Tirana was founded in the early 17th century by Sulejman Pasha of Mulleti, who built a settlement in the area around the modern intersection of Rruga e Barrikadave and Rruga Luigj Gurakuqi. His statue stands today in the little square near that crossroads. Until it was designated as the capital in 1920, Tirana was a small, unimportant town, whose main virtue for Albania’s political leaders was its geographical position more or less in the centre of the recently independent country, on the fault line dividing the northern Ghegs from the southern Tosks. It remained a bit of a backwater town for several years afterwards, as Albania struggled to stabilise itself in the face of internal lawlessness and invasions by its hostile neighbours.
It was not until Italian influence became pervasive in the late 1920s that the centre of Tirana took on the appearance of a capital city. Italian planners created the huge new square – which was named after the national hero Skanderbeg – and the wide, typically Fascist boulevard; Italian architects designed the ministry buildings, the National Bank and the town hall at the square’s southern end, as well as the Dajti Hotel, the royal palace on Rruga e Elbasanit, and some of the embassies. During the communist era, the few old buildings still standing on Skanderbeg Square were demolished and the opera house, the National Historical Museum and the Hotel Tirana were added, as were the public buildings further down the boulevard. All these 20th-century accretions, plus the destruction caused by various earthquakes and by the Battle for the Liberation of Tirana in 1944, means that there is not very much left of Ottoman Tirana. A good deal of what survived into the 1990s has subsequently disappeared under glittering high-rise apartment blocks and shopping centres.

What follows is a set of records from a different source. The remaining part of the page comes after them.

//! Shared test utilities

#![allow(dead_code)]

use std::collections::HashMap;
use std::sync::{Arc, Mutex};
use std::time::Duration;

use async_trait::async_trait;
use tokio::sync::watch;

use voicebot::api::{ApiServer, ApiServerBuilder};
use voicebot::session::{
    AudioOutput, AudioPayload, CaptureSink, PlaybackSink, Reply, ReplyFetcher, SessionSnapshot,
    SpeechCapture,
};
use voicebot::{ChatModel, Error, Result, Synthesizer};

/// Language model that answers from a fixed table
#[derive(Default)]
pub struct MockChatModel {
    replies: HashMap<String, String>,
    fail: bool,
    pub prompts: Mutex<Vec<String>>,
}

impl MockChatModel {
    pub fn with_reply(text: &str, reply: &str) -> Self {
        let mut model = Self::default();
        model.replies.insert(text.to_string(), reply.to_string());
        model
    }

    pub fn failing() -> Self {
        Self {
            fail: true,
            ..Self::default()
        }
    }
}

#[async_trait]
impl ChatModel for MockChatModel {
    async fn complete(&self, text: &str) -> Result<String> {
        self.prompts.lock().unwrap().push(text.to_string());
        if self.fail {
            return Err(Error::Llm("upstream unavailable".to_string()));
        }
        Ok(self
            .replies
            .get(text)
            .cloned()
            .unwrap_or_else(|| format!("echo: {text}")))
    }
}

/// Synthesizer that returns fixed bytes
pub struct MockSynthesizer {
    audio: Option<Vec<u8>>,
}

impl MockSynthesizer {
    pub fn returning(audio: &[u8]) -> Self {
        Self {
            audio: Some(audio.to_vec()),
        }
    }

    pub fn failing() -> Self {
        Self { audio: None }
    }
}

#[async_trait]
impl Synthesizer for MockSynthesizer {
    async fn synthesize(&self, _text: &str) -> Result<Vec<u8>> {
        self.audio
            .clone()
            .ok_or_else(|| Error::Tts("synthesis failed".to_string()))
    }
}

/// Build a relay server around mock upstreams
pub fn test_server(llm: MockChatModel, tts: MockSynthesizer) -> ApiServer {
    ApiServerBuilder::new(Arc::new(llm), Arc::new(tts), 0).build()
}

/// Reply fetcher with scripted outcomes and an optional delay
#[derive(Default)]
pub struct ScriptedFetcher {
    replies: HashMap<String, std::result::Result<Reply, String>>,
    delay: Duration,
    sent: Arc<Mutex<Vec<String>>>,
}

impl ScriptedFetcher {
    pub fn new() -> Self {
        Self::default()
    }

    #[must_use]
    pub fn reply(mut self, text: &str, reply: &str, audio: &[u8]) -> Self {
        self.replies.insert(
            text.to_string(),
            Ok(Reply {
                text: reply.to_string(),
                audio: AudioPayload::from(audio),
            }),
        );
        self
    }

    #[must_use]
    pub fn reject(mut self, text: &str, reason: &str) -> Self {
        self.replies.insert(text.to_string(), Err(reason.to_string()));
        self
    }

    #[must_use]
    pub const fn delay(mut self, delay: Duration) -> Self {
        self.delay = delay;
        self
    }

    /// Shared log of every text sent
    pub fn sent(&self) -> Arc<Mutex<Vec<String>>> {
        Arc::clone(&self.sent)
    }
}

#[async_trait]
impl ReplyFetcher for ScriptedFetcher {
    async fn send(&self, text: &str) -> Result<Reply> {
        self.sent.lock().unwrap().push(text.to_string());
        if !self.delay.is_zero() {
            tokio::time::sleep(self.delay).await;
        }
        match self.replies.get(text) {
            Some(Ok(reply)) => Ok(reply.clone()),
            Some(Err(reason)) => Err(Error::Reply(reason.clone())),
            None => Err(Error::Reply(format!("no scripted reply for {text:?}"))),
        }
    }
}

#[derive(Default)]
struct CaptureState {
    sinks: Vec<CaptureSink>,
    starts: usize,
    stops: usize,
    failing_starts: usize,
}

/// Capture adapter driven by the test through the sinks it was given
#[derive(Clone, Default)]
pub struct MockCapture {
    state: Arc<Mutex<CaptureState>>,
}

impl MockCapture {
    pub fn new() -> Self {
        Self::default()
    }

    /// Make the next `n` starts fail
    pub fn fail_next_starts(&self, n: usize) {
        self.state.lock().unwrap().failing_starts = n;
    }

    /// Sink of the most recent successful start
    pub fn sink(&self) -> CaptureSink {
        self.state
            .lock()
            .unwrap()
            .sinks
            .last()
            .cloned()
            .expect("capture was never started")
    }

    pub fn starts(&self) -> usize {
        self.state.lock().unwrap().starts
    }

    pub fn stops(&self) -> usize {
        self.state.lock().unwrap().stops
    }
}

impl SpeechCapture for MockCapture {
    fn start(&mut self, sink: CaptureSink) -> Result<()> {
        let mut state = self.state.lock().unwrap();
        state.starts += 1;
        if state.failing_starts > 0 {
            state.failing_starts -= 1;
            return Err(Error::Audio("device busy".to_string()));
        }
        sink.started();
        state.sinks.push(sink);
        Ok(())
    }

    fn stop(&mut self) {
        self.state.lock().unwrap().stops += 1;
    }
}

#[derive(Default)]
struct OutputState {
    played: Vec<AudioPayload>,
    sinks: Vec<PlaybackSink>,
    pauses: usize,
    resumes: usize,
    stops: usize,
}

/// Playback adapter that never finishes on its own
#[derive(Clone, Default)]
pub struct MockOutput {
    state: Arc<Mutex<OutputState>>,
}

impl MockOutput {
    pub fn new() -> Self {
        Self::default()
    }

    pub fn sink(&self) -> PlaybackSink {
        self.state
            .lock()
            .unwrap()
            .sinks
            .last()
            .cloned()
            .expect("nothing was played")
    }

    pub fn played(&self) -> Vec<AudioPayload> {
        self.state.lock().unwrap().played.clone()
    }

    pub fn pauses(&self) -> usize {
        self.state.lock().unwrap().pauses
    }

    pub fn resumes(&self) -> usize {
        self.state.lock().unwrap().resumes
    }

    pub fn stops(&self) -> usize {
        self.state.lock().unwrap().stops
    }
}

impl AudioOutput for MockOutput {
    fn play(&mut self, audio: AudioPayload, sink: PlaybackSink) -> Result<()> {
        sink.play();
        let mut state = self.state.lock().unwrap();
        state.played.push(audio);
        state.sinks.push(sink);
        Ok(())
    }

    fn pause(&mut self) {
        let mut state = self.state.lock().unwrap();
        state.pauses += 1;
        if let Some(sink) = state.sinks.last() {
            sink.pause();
        }
    }

    fn resume(&mut self) {
        let mut state = self.state.lock().unwrap();
        state.resumes += 1;
        if let Some(sink) = state.sinks.last() {
            sink.play();
        }
    }

    fn stop(&mut self) {
        self.state.lock().unwrap().stops += 1;
    }
}

/// Wait until a published snapshot satisfies `predicate`
///
/// Panics after 60 seconds of (possibly paused) time.
pub async fn wait_for<F>(snapshots: &mut watch::Receiver<SessionSnapshot>, predicate: F) -> SessionSnapshot
where
    F: FnMut(&SessionSnapshot) -> bool,
{
    tokio::time::timeout(Duration::from_secs(60), snapshots.wait_for(predicate))
        .await
        .expect("timed out waiting for session state")
        .expect("session driver stopped")
        .clone()
}
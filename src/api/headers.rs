//! Response hardening headers

use axum::extract::Request;
use axum::http::{HeaderName, HeaderValue};
use axum::middleware::Next;
use axum::response::Response;

const SECURITY_HEADERS: [(&str, &str); 3] = [
    ("x-content-type-options", "nosniff"),
    ("x-frame-options", "DENY"),
    ("x-xss-protection", "1; mode=block"),
];

/// Add the standard security headers to every response
pub async fn security_headers(req: Request, next: Next) -> Response {
    let mut response = next.run(req).await;
    let headers = response.headers_mut();
    for (name, value) in SECURITY_HEADERS {
        headers.insert(
            HeaderName::from_static(name),
            HeaderValue::from_static(value),
        );
    }
    response
}
//! Transport layer for ZFM sensors
//!
//! Moves raw bytes between the host and the sensor; framing lives one layer
//! up in `zfmrust-core`. The sensor is usually wired to a local UART
//! ([`SerialTransport`]), or reachable through an RS232-to-TCP device server
//! ([`TcpTransport`]).

pub mod error;
pub mod serial;
pub mod tcp;

pub use error::{Error, Result};
pub use serial::SerialTransport;
pub use tcp::TcpTransport;

use std::time::Duration;

use async_trait::async_trait;
use bytes::BytesMut;

/// Transport trait for the byte link to the sensor
///
/// The link is half-duplex: the caller alternates between `send` and
/// `receive` and never does both at once.
#[async_trait]
pub trait Transport: Send + Sync {
    /// Open the link
    async fn connect(&mut self) -> Result<()>;

    /// Release the link
    async fn disconnect(&mut self) -> Result<()>;

    /// Check if the link is open
    fn is_connected(&self) -> bool;

    /// Write raw bytes
    async fn send(&mut self, data: &[u8]) -> Result<()>;

    /// Read whatever bytes are available, waiting at most `timeout`
    async fn receive(&mut self, timeout: Duration) -> Result<BytesMut>;

    /// Human-readable endpoint description
    fn endpoint(&self) -> String;
}
/// ZFM fingerprint sensor
///
/// One handle owns the transport and the session exclusively; the protocol
/// is strictly one command at a time, which `&mut self` enforces. Callers
/// that need to share a sensor must wrap the handle in a mutex or park it
/// behind an actor.
///
/// # Examples
///
/// ```no_run
/// use zfmrust::{CharBuffer, Sensor};
///
/// #[tokio::main]
/// async fn main() -> zfmrust::Result<()> {
///     let mut sensor = Sensor::new("/dev/ttyUSB0", 57_600)?;
///     sensor.connect().await?;
///
///     if !sensor.verify_password().await? {
///         eprintln!("Sensor password rejected");
///         return Ok(());
///     }
///
///     while !sensor.read_image().await? {}
///     sensor.convert_image(CharBuffer::One).await?;
///     let (position, score) = sensor.search_template(CharBuffer::One, 0, None).await?;
///     println!("Match at {position} with score {score}");
///
///     sensor.close().await?;
///     Ok(())
/// }
/// ```
pub struct Sensor {
    transport: Box<dyn Transport>,
    decoder: FrameDecoder,
    session: Session,
    config: SensorConfig,
    parameters: Option<SystemParameters>,
    timeout: Duration,
}
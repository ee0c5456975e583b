//! Device status codes
//!
//! The status is the first payload byte of every ack frame. Which codes an
//! operation may legally return is operation-specific; anything outside that
//! set must be surfaced as an unknown status, never coerced.

pub const OK: u8 = 0x00;
pub const COMMUNICATION_ERROR: u8 = 0x01;
pub const NO_FINGER: u8 = 0x02;
pub const READ_IMAGE_FAILED: u8 = 0x03;
pub const MESSY_IMAGE: u8 = 0x06;
pub const FEW_FEATURE_POINTS: u8 = 0x07;
pub const NOT_MATCHING: u8 = 0x08;
pub const NO_TEMPLATE_FOUND: u8 = 0x09;
pub const CHARACTERISTICS_MISMATCH: u8 = 0x0A;
pub const INVALID_POSITION: u8 = 0x0B;
pub const LOAD_TEMPLATE_FAILED: u8 = 0x0C;
pub const DOWNLOAD_CHARACTERISTICS_FAILED: u8 = 0x0D;
pub const PACKET_RESPONSE_FAILED: u8 = 0x0E;
pub const DOWNLOAD_IMAGE_FAILED: u8 = 0x0F;
pub const DELETE_TEMPLATE_FAILED: u8 = 0x10;
pub const CLEAR_DATABASE_FAILED: u8 = 0x11;
pub const WRONG_PASSWORD: u8 = 0x13;
pub const INVALID_IMAGE: u8 = 0x15;
pub const FLASH_ERROR: u8 = 0x18;
pub const INVALID_REGISTER: u8 = 0x1A;
pub const ADDRESS_MISMATCH: u8 = 0x20;
//! Session lifecycle for a sensor connection
//!
//! A session tracks where a connection stands:
//! - Unverified: transport open, password not yet accepted
//! - Verified: password accepted, operations allowed
//! - Busy: a multi-frame transfer is in progress
//! - Closed: terminal after a protocol or transport failure
//!
//! Closed is terminal. A desynchronized byte stream cannot be resumed
//! mid-protocol, so the session must be rebuilt from scratch.

use std::sync::Arc;

use crate::error::{Error, Result};

/// Session state
#[derive(Debug, Clone, Copy, PartialEq, Eq)]
pub enum SessionState {
    /// Transport open, password not verified yet
    Unverified,

    /// Password accepted, ready for operations
    Verified,

    /// A multi-frame transfer is running, no second command may start
    Busy,

    /// Terminal: the session must be rebuilt, never resumed
    Closed,
}

/// Session handle
///
/// Thread-safe and cheap to clone (Arc internally).
#[derive(Debug, Clone)]
pub struct Session {
    state: Arc<parking_lot::RwLock<SessionState>>,
}

impl Session {
    /// Create a new unverified session
    pub fn new() -> Self {
        Self {
            state: Arc::new(parking_lot::RwLock::new(SessionState::Unverified)),
        }
    }

    /// Get current state
    pub fn state(&self) -> SessionState {
        *self.state.read()
    }

    /// Check if operations are allowed
    pub fn is_verified(&self) -> bool {
        matches!(self.state(), SessionState::Verified)
    }

    /// Check if the session reached its terminal state
    pub fn is_closed(&self) -> bool {
        matches!(self.state(), SessionState::Closed)
    }

    /// Mark the password as accepted
    pub fn verify(&self) -> Result<()> {
        let mut state = self.state.write();

        match *state {
            SessionState::Unverified | SessionState::Verified => {
                *state = SessionState::Verified;
                Ok(())
            }
            SessionState::Busy => Err(Error::InvalidSessionState(
                "cannot verify while a transfer is in progress".into(),
            )),
            SessionState::Closed => Err(Error::SessionClosed),
        }
    }

    /// Enter the busy state for a multi-frame transfer
    pub fn begin_transfer(&self) -> Result<()> {
        let mut state = self.state.write();

        match *state {
            SessionState::Verified => {
                *state = SessionState::Busy;
                Ok(())
            }
            SessionState::Closed => Err(Error::SessionClosed),
            other => Err(Error::InvalidSessionState(format!(
                "cannot start a transfer from state: {:?}",
                other
            ))),
        }
    }

    /// Leave the busy state after a completed transfer
    pub fn end_transfer(&self) {
        let mut state = self.state.write();

        if *state == SessionState::Busy {
            *state = SessionState::Verified;
        }
    }

    /// Close the session permanently
    pub fn close(&self) {
        *self.state.write() = SessionState::Closed;
    }

    /// Require the verified state
    pub fn ensure_verified(&self) -> Result<()> {
        match self.state() {
            SessionState::Verified => Ok(()),
            SessionState::Closed => Err(Error::SessionClosed),
            SessionState::Unverified => Err(Error::InvalidSessionState(
                "password not verified".into(),
            )),
            SessionState::Busy => Err(Error::InvalidSessionState(
                "a transfer is in progress".into(),
            )),
        }
    }
}

impl Default for Session {
    fn default() -> Self {
        Self::new()
    }
}

#[cfg(test)]
mod tests {
    use super::*;

    #[test]
    fn test_session_new() {
        let session = Session::new();
        assert_eq!(session.state(), SessionState::Unverified);
        assert!(!session.is_verified());
        assert!(!session.is_closed());
    }

    #[test]
    fn test_session_verify() {
        let session = Session::new();
        session.verify().unwrap();

        assert_eq!(session.state(), SessionState::Verified);
        assert!(session.is_verified());
        assert!(session.ensure_verified().is_ok());
    }

    #[test]
    fn test_session_transfer_cycle() {
        let session = Session::new();
        session.verify().unwrap();

        session.begin_transfer().unwrap();
        assert_eq!(session.state(), SessionState::Busy);

        // No second command while busy
        assert!(session.ensure_verified().is_err());
        assert!(session.begin_transfer().is_err());

        session.end_transfer();
        assert_eq!(session.state(), SessionState::Verified);
    }

    #[test]
    fn test_session_transfer_requires_verification() {
        let session = Session::new();
        assert!(session.begin_transfer().is_err());
    }

    #[test]
    fn test_session_close_is_terminal() {
        let session = Session::new();
        session.verify().unwrap();
        session.close();

        assert!(session.is_closed());
        assert!(matches!(session.verify(), Err(Error::SessionClosed)));
        assert!(matches!(
            session.begin_transfer(),
            Err(Error::SessionClosed)
        ));
        assert!(matches!(
            session.ensure_verified(),
            Err(Error::SessionClosed)
        ));

        // end_transfer must not resurrect a closed session
        session.end_transfer();
        assert!(session.is_closed());
    }

    #[test]
    fn test_session_clone_shares_state() {
        let session1 = Session::new();
        let session2 = session1.clone();

        session1.verify().unwrap();
        assert!(session2.is_verified());

        session2.close();
        assert!(session1.is_closed());
    }
}
//! # zfmrust-core
//!
//! Core protocol implementation for ZFM/R30x fingerprint sensors.
//!
//! This crate provides the low-level protocol primitives:
//! - Frame structure with incremental encoding/decoding
//! - Checksum calculation
//! - Instruction and status code definitions
//! - Session lifecycle
//!
//! No I/O happens here; the transport lives in `zfmrust-transport`.

pub mod checksum;
pub mod constants;
pub mod error;
pub mod frame;
pub mod instruction;
pub mod session;
pub mod status;

pub use error::{Error, Result};
pub use frame::{Frame, FrameDecoder, PacketKind};
pub use session::{Session, SessionState};
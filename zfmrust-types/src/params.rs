//! Sensor system parameters

use byteorder::{BigEndian, ByteOrder};

use crate::error::{Error, Result};

/// Baud rates are expressed on the wire as multiples of this base value
pub const BAUD_RATE_BASE: u32 = 9600;

/// Transfer packet size negotiated with the sensor
///
/// The wire carries a two-bit code; the sensor splits and accepts bulk
/// transfers in chunks of the corresponding byte count.
#[derive(Debug, Clone, Copy, PartialEq, Eq)]
#[repr(u8)]
pub enum PacketSize {
    Bytes32 = 0,
    Bytes64 = 1,
    Bytes128 = 2,
    Bytes256 = 3,
}

impl PacketSize {
    /// Parse the wire code (0 to 3)
    pub fn from_code(code: u16) -> Result<Self> {
        match code {
            0 => Ok(Self::Bytes32),
            1 => Ok(Self::Bytes64),
            2 => Ok(Self::Bytes128),
            3 => Ok(Self::Bytes256),
            _ => Err(Error::InvalidPacketSizeCode(code)),
        }
    }

    /// Look up the code for a packet size in bytes
    pub fn from_bytes(bytes: usize) -> Result<Self> {
        match bytes {
            32 => Ok(Self::Bytes32),
            64 => Ok(Self::Bytes64),
            128 => Ok(Self::Bytes128),
            256 => Ok(Self::Bytes256),
            _ => Err(Error::UnsupportedPacketSize(bytes)),
        }
    }

    /// Wire code
    pub fn code(self) -> u8 {
        self as u8
    }

    /// Packet size in bytes
    pub fn bytes(self) -> usize {
        32 << (self as usize)
    }
}

/// System parameter block returned by the read-parameters instruction
///
/// Fixed big-endian layout, 16 bytes following the ack status byte.
#[derive(Debug, Clone, Copy, PartialEq, Eq)]
pub struct SystemParameters {
    /// Status register
    pub status_register: u16,

    /// System identifier code
    pub system_id: u16,

    /// Template storage capacity
    pub storage_capacity: u16,

    /// Matching security level (1 to 5)
    pub security_level: u16,

    /// Device address
    pub address: u32,

    /// Negotiated transfer packet size
    pub packet_size: PacketSize,

    /// Baud rate divisor (rate = divisor * 9600)
    pub baud_divisor: u16,
}

impl SystemParameters {
    /// Encoded size of the parameter block
    pub const ENCODED_LEN: usize = 16;

    /// Parse the parameter block (the bytes following the ack status byte)
    ///
    /// Longer payloads are tolerated; some firmware revisions append extra
    /// fields after the documented block.
    pub fn parse(data: &[u8]) -> Result<Self> {
        if data.len() < Self::ENCODED_LEN {
            return Err(Error::TruncatedParameters {
                expected: Self::ENCODED_LEN,
                actual: data.len(),
            });
        }

        Ok(Self {
            status_register: BigEndian::read_u16(&data[0..2]),
            system_id: BigEndian::read_u16(&data[2..4]),
            storage_capacity: BigEndian::read_u16(&data[4..6]),
            security_level: BigEndian::read_u16(&data[6..8]),
            address: BigEndian::read_u32(&data[8..12]),
            packet_size: PacketSize::from_code(BigEndian::read_u16(&data[12..14]))?,
            baud_divisor: BigEndian::read_u16(&data[14..16]),
        })
    }

    /// Baud rate in bits per second
    pub fn baud_rate(&self) -> u32 {
        u32::from(self.baud_divisor) * BAUD_RATE_BASE
    }

    /// Transfer packet size in bytes
    pub fn max_packet_len(&self) -> usize {
        self.packet_size.bytes()
    }
}

#[cfg(test)]
mod tests {
    use super::*;
    use pretty_assertions::assert_eq;

    #[test]
    fn test_packet_size_table() {
        assert_eq!(PacketSize::Bytes32.bytes(), 32);
        assert_eq!(PacketSize::Bytes64.bytes(), 64);
        assert_eq!(PacketSize::Bytes128.bytes(), 128);
        assert_eq!(PacketSize::Bytes256.bytes(), 256);

        for code in 0..=3 {
            let size = PacketSize::from_code(code).unwrap();
            assert_eq!(u16::from(size.code()), code);
            assert_eq!(PacketSize::from_bytes(size.bytes()).unwrap(), size);
        }

        assert!(PacketSize::from_code(4).is_err());
        assert!(PacketSize::from_bytes(100).is_err());
    }

    #[test]
    fn test_parse_parameter_block() {
        let data = [
            0x00, 0x00, // status register
            0x00, 0x09, // system id
            0x00, 0x96, // storage capacity: 150
            0x00, 0x03, // security level
            0xFF, 0xFF, 0xFF, 0xFF, // address
            0x00, 0x02, // packet size code: 128 bytes
            0x00, 0x06, // baud divisor: 57600
        ];

        let params = SystemParameters::parse(&data).unwrap();

        assert_eq!(params.status_register, 0);
        assert_eq!(params.system_id, 9);
        assert_eq!(params.storage_capacity, 150);
        assert_eq!(params.security_level, 3);
        assert_eq!(params.address, 0xFFFFFFFF);
        assert_eq!(params.packet_size, PacketSize::Bytes128);
        assert_eq!(params.baud_divisor, 6);
        assert_eq!(params.baud_rate(), 57600);
        assert_eq!(params.max_packet_len(), 128);
    }

    #[test]
    fn test_parse_tolerates_trailing_bytes() {
        let mut data = vec![0u8; 16];
        data[13] = 0x01; // packet size code 64
        data[15] = 0x0C; // divisor 12
        data.extend_from_slice(&[0xAA, 0xBB]); // vendor extension

        let params = SystemParameters::parse(&data).unwrap();
        assert_eq!(params.packet_size, PacketSize::Bytes64);
        assert_eq!(params.baud_rate(), 115_200);
    }

    #[test]
    fn test_parse_truncated() {
        let result = SystemParameters::parse(&[0u8; 10]);

        assert!(matches!(
            result,
            Err(Error::TruncatedParameters {
                expected: 16,
                actual: 10
            })
        ));
    }
}
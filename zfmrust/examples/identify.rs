//! Finger identification example

use std::time::Duration;
use tokio::time::sleep;
use zfmrust::{CharBuffer, Sensor};

#[tokio::main]
async fn main() -> zfmrust::Result<()> {
    tracing_subscriber::fmt()
        .with_max_level(tracing::Level::INFO)
        .init();

    let port = std::env::var("SENSOR_PORT").unwrap_or_else(|_| "/dev/ttyUSB0".to_string());

    let mut sensor = Sensor::new(port, 57_600)?;
    sensor.connect().await?;

    if !sensor.verify_password().await? {
        eprintln!("Sensor password rejected");
        return Ok(());
    }

    println!("Place your finger on the sensor...");
    while !sensor.read_image().await? {
        sleep(Duration::from_millis(200)).await;
    }
    sensor.convert_image(CharBuffer::One).await?;

    match sensor.search_template(CharBuffer::One, 0, None).await? {
        (-1, -1) => println!("No match found"),
        (position, score) => println!("Matched position {position} with score {score}"),
    }

    sensor.close().await?;
    Ok(())
}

This initiative began in the wake of the 2000 local elections, which saw an artist and former Minister of Culture becoming Mayor of Tirana. The new mayor, Edi Rama (at the time of writing, he is the country’s prime minister), began by restoring to the ministries on and around Skanderbeg Square the ochre colour which they had when they were first built in the 1930s; he went on to give a lick of paint to the tatty apartment buildings in the streets nearby, choosing bold colours which – although they did not convince everybody – at least had the merit of brightening up the city. The colours and patterns became livelier and livelier, until even the more progressive of Tirana’s citizens began to complain that their city was starting to look like a circus. Happily for them, the harsh summer sun bleaches out the most migraine-inducing colours after a year or two. As well as its intriguing mix of architectural styles, Tirana has several very good museums, lots of green spaces and a range of cultural activities. It has hundreds of cafés; dozens of modern bars, popular with younger people; numerous clubs, some with live music, particularly at the weekends; and an array of restaurants, many of them excellent. New bars and restaurants open all the time, and a complete list would certainly become out of date in the lifetime of a guide such as this.
Tirana also has some infuriating aspects, mainly the appalling traffic and the Balkan noise level. In general, however, the city centre makes an attractive place to stay; and its excellent public transport links make it the best base for exploring the rest of Albania.